| Fresagrandinaria 12 agosto 2016
Il vostro conterraneo Emiliano Longhi ha pubblicato un libro titolato “Poesie”, che oggi presenta qui a Fresagrandinaria, sua terra nativa.
Il poeta scrive, il lettore interpreta, ma non è l’interpretare il vero scopo e la reale finalità della poesia.
La poesia va intesa come emozione, sentimento, sensazione e tutto ciò che riesce a trasmettere nel profondo dell’animo di colui che legge.
Il peggior interprete della poesia è il cosiddetto intellettuale che intende avvilirla con presuntuosa e cattedratica saccenteria, laddove la poesia è solo riflessione che penetra a fior di pelle nell’anima; anima resa priva di conoscenze a priori e che si propone libera ed aperta alle emozioni provocate e suggerite al proprio intimo.
Emiliano racconta poeticamente sentimenti, amore, rimpianti, nostalgie, ribellioni, proteste, introspezioni, a volte melanconico, a volte solare, a volte nostalgico.
Spirito dal “multiforme ingegno” errante per il mondo ma con nell’animo la certezza del ritorno alle sue origini, alla sua terra, all’amata Fresa.
Per citare, o meglio, parafrasare i suoi versi: “se il vento lo spinge, fresco e soave, come nuvola peregrina verso ignote mete”, rimane sempre nelle sue viscere una “piazzetta di Fresa ad agosto” “assolata e cotta dall’arsura che oltre il vespero perdura, tra vecchie case stretta” o la “cantina di zio Tommaso” con i suoi “giocatori avvolti nel fumo” …. “facce dalla dura fatica segnate e scure” che “sedevano, felici, ai tavoli dello svago serale” con “coppole, barbe nere, come acciaio dure”.

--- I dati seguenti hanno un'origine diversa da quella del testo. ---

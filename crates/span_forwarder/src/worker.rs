//! Stream worker - the connection state machine
//!
//! Exactly one worker runs per forwarder. It owns the sender and performs
//! every sender call serially.
//!
//! ```text
//!            ┌────────────┐  ok   ┌───────────┐
//!     ┌────► │ Connecting │ ────► │ Streaming │ ◄──┐ Ok
//!     │      └────────────┘       └───────────┘ ───┘
//!     │            │ failure            │ failure / async outcome / shutdown
//!     │            ▼                    ▼
//!     │      ┌──────────────────────────────────┐
//!     │      │ outcome                          │
//!     │      │  Restart          → sleep backoff│──┐
//!     │      │  ImmediateRestart → (nothing)    │  │
//!     │      │  Reconnect        → shutdown +   │  │
//!     │      │                     clone        │  │
//!     │      │  Shutdown         → Terminated   │  │
//!     │      └──────────────────────────────────┘  │
//!     └────────────────────────────────────────────┘
//! ```
//!
//! No transport failure escapes the worker. Every failure is recorded as a
//! supportability metric and turned into a transition. A failed clone during
//! Reconnect ends the worker through the same terminal cleanup as Shutdown.

#[cfg(debug_assertions)]
use crate::invariants::debug_assert_single_completion;
use crate::error::StreamFailure;
use crate::metrics::MetricsHandle;
use crate::outcome::{METRIC_RESPONSE_ERROR, Outcome};
use crate::queue::SpanQueue;
use crate::sender::SpanSender;
use crate::shutdown::ShutdownSignals;
use std::sync::Arc;
use std::time::Duration;
use tokio::sync::mpsc;

/// Whether the current sender still holds a connection to release.
#[derive(Debug, Clone, Copy, PartialEq, Eq)]
enum SenderState {
    Live,
    Released,
}

pub(crate) struct StreamWorker<S: SpanSender> {
    sender: S,
    responses: Option<mpsc::Receiver<StreamFailure>>,
    queue: Arc<SpanQueue>,
    metrics: MetricsHandle,
    signals: Arc<ShutdownSignals>,
    backoff: Duration,
}

impl<S: SpanSender> StreamWorker<S> {
    pub(crate) fn new(
        sender: S,
        queue: Arc<SpanQueue>,
        metrics: MetricsHandle,
        signals: Arc<ShutdownSignals>,
        backoff: Duration,
    ) -> Self {
        Self {
            sender,
            responses: None,
            queue,
            metrics,
            signals,
            backoff,
        }
    }

    /// Runs until a terminal outcome, then performs cleanup exactly once.
    pub(crate) async fn run(mut self) {
        let state = self.drive().await;
        self.finish(state).await;
    }

    async fn drive(&mut self) -> SenderState {
        loop {
            if self.signals.stream_shutdown_requested() {
                return SenderState::Live;
            }

            let outcome = match self.sender.connect().await {
                Ok(()) => self.stream_batches().await,
                Err(failure) => {
                    record_failure(&self.metrics, self.sender.name(), &failure);
                    match failure.outcome {
                        Outcome::Ok => self.stream_batches().await,
                        outcome => outcome,
                    }
                }
            };

            match outcome {
                Outcome::Ok | Outcome::ImmediateRestart => {
                    tracing::debug!(sender = self.sender.name(), "restarting span stream");
                }
                Outcome::Restart => {
                    tracing::debug!(
                        sender = self.sender.name(),
                        backoff = ?self.backoff,
                        "backing off before reconnecting span stream"
                    );
                    if !back_off(self.backoff, &self.signals).await {
                        return SenderState::Live;
                    }
                }
                Outcome::Reconnect => {
                    self.sender.shutdown().await;
                    match self.sender.clone_sender() {
                        Ok(fresh) => {
                            tracing::debug!(sender = fresh.name(), "reconnecting span stream");
                            self.responses = None;
                            self.sender = fresh;
                        }
                        Err(e) => {
                            tracing::error!(error = %e, "span stream abandoned");
                            return SenderState::Released;
                        }
                    }
                }
                Outcome::Shutdown => return SenderState::Live,
            }
        }
    }

    /// Streams queued batches until something ends the connection.
    ///
    /// Never returns `Outcome::Ok`.
    async fn stream_batches(&mut self) -> Outcome {
        self.responses = self.sender.take_responses();
        tracing::debug!(sender = self.sender.name(), "span stream connected");

        loop {
            tokio::select! {
                biased;

                () = self.signals.stream_shutdown() => return Outcome::Shutdown,

                failure = next_response(&mut self.responses) => {
                    record_failure(&self.metrics, self.sender.name(), &failure);
                    if failure.outcome != Outcome::Ok {
                        return failure.outcome;
                    }
                }

                batch = self.queue.next_batch() => {
                    // Closed queue: producers are shut out, nothing left to stream.
                    let Some(batch) = batch else {
                        return Outcome::Shutdown;
                    };

                    let count = batch.count();
                    let result = self.sender.send(batch).await;
                    self.queue.acknowledge(count);

                    match result {
                        Ok(()) => self.metrics.increment_sent(count as f64),
                        Err(failure) => {
                            record_failure(&self.metrics, self.sender.name(), &failure);
                            if failure.outcome != Outcome::Ok {
                                return failure.outcome;
                            }
                        }
                    }
                }
            }
        }
    }

    async fn finish(mut self, state: SenderState) {
        // Shut producers out: the next enqueue drains and closes the queue.
        self.signals.request_stream_shutdown();

        let first = self.signals.mark_complete();
        #[cfg(debug_assertions)]
        debug_assert_single_completion!(first);
        let _ = first;

        if state == SenderState::Live {
            self.sender.shutdown().await;
        }
        tracing::debug!(sender = self.sender.name(), "span stream terminated");
    }
}

/// Sleeps the backoff. Returns `false` if shutdown interrupted it.
///
/// Borrows only the signals so the worker future stays `Send` for senders
/// that are not `Sync`.
async fn back_off(backoff: Duration, signals: &ShutdownSignals) -> bool {
    tokio::select! {
        () = tokio::time::sleep(backoff) => true,
        () = signals.stream_shutdown() => false,
    }
}

async fn next_response(responses: &mut Option<mpsc::Receiver<StreamFailure>>) -> StreamFailure {
    if let Some(rx) = responses.as_mut() {
        if let Some(failure) = rx.recv().await {
            return failure;
        }
        // Source closed: nothing more will arrive for this connection.
        *responses = None;
    }
    std::future::pending().await
}

fn record_failure(metrics: &MetricsHandle, sender: &str, failure: &StreamFailure) {
    if failure.outcome != Outcome::Ok {
        tracing::warn!(
            sender,
            outcome = ?failure.outcome,
            reason = %failure.reason,
            "span stream failure"
        );
        metrics.increment(METRIC_RESPONSE_ERROR, 1.0);
    }
    if let Some(metric) = &failure.metric {
        metrics.increment(metric.as_str(), 1.0);
    }
}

E qui nasce e si apre lo scenario di una emblematica rappresentazione struggente e malinconica: l’abbandono forzato, da parte di molti fresani, della propria terra, della propria origine, della propria cultura; l’allontanamento ineluttabile (e in special modo dagli inizi del secolo scorso), per cercare altrove l’opportunità di un lavoro per una vita dignitosa. Ma lo strazio dell’abbandono di quella “piazzetta” di quella Fresa abbarbicata sulle rocce del colle che sovrasta quel mare “che verde è come i pascoli dei monti”; lo strazio di un addio protratto nel tempo; il brivido di perdersi alle spalle la vista di quel campanile proteso verso il cielo d’Abruzzo, e trovarsi costretti a raggiungere terre lontane e sconosciute, tutto ciò giustifica quelle lacrime soffocate a stento.
E non c’è retorica in tutto questo!
E poi, più avanti, il desiderio dell’anelato ritorno.
Ecco, il ritorno, anche se solo a tempo determinato, sembra ripagare quell’addio che, all’epoca, provocò tanto dolore e disagio.
La propria terra, nel caso di specie Fresa, ha richiamato a sé da ogni parte d’Italia e del mondo, la sua gente, accogliendola di nuovo tra le sue case e i suoi campi profumati di liquirizia e finocchiella selvatica, con i suoi colori ocra di stoppie di grano e fieno, con i rintocchi del suo campanile e i suoi abitanti gentili e forti.
La festa del ritorno è il calpestio dei passi degli esuli e delle loro progenie sulle strade e vicoli e viottoli agresti di una terra amata e di una natura amica.
E per riportare le parole del poeta Emiliano e dedicarle a Fresa nei giorni del ritorno: “lascia che io viva / con te / questi ultimi brandelli di esistenza / che a morsi mi strappa questa vita”.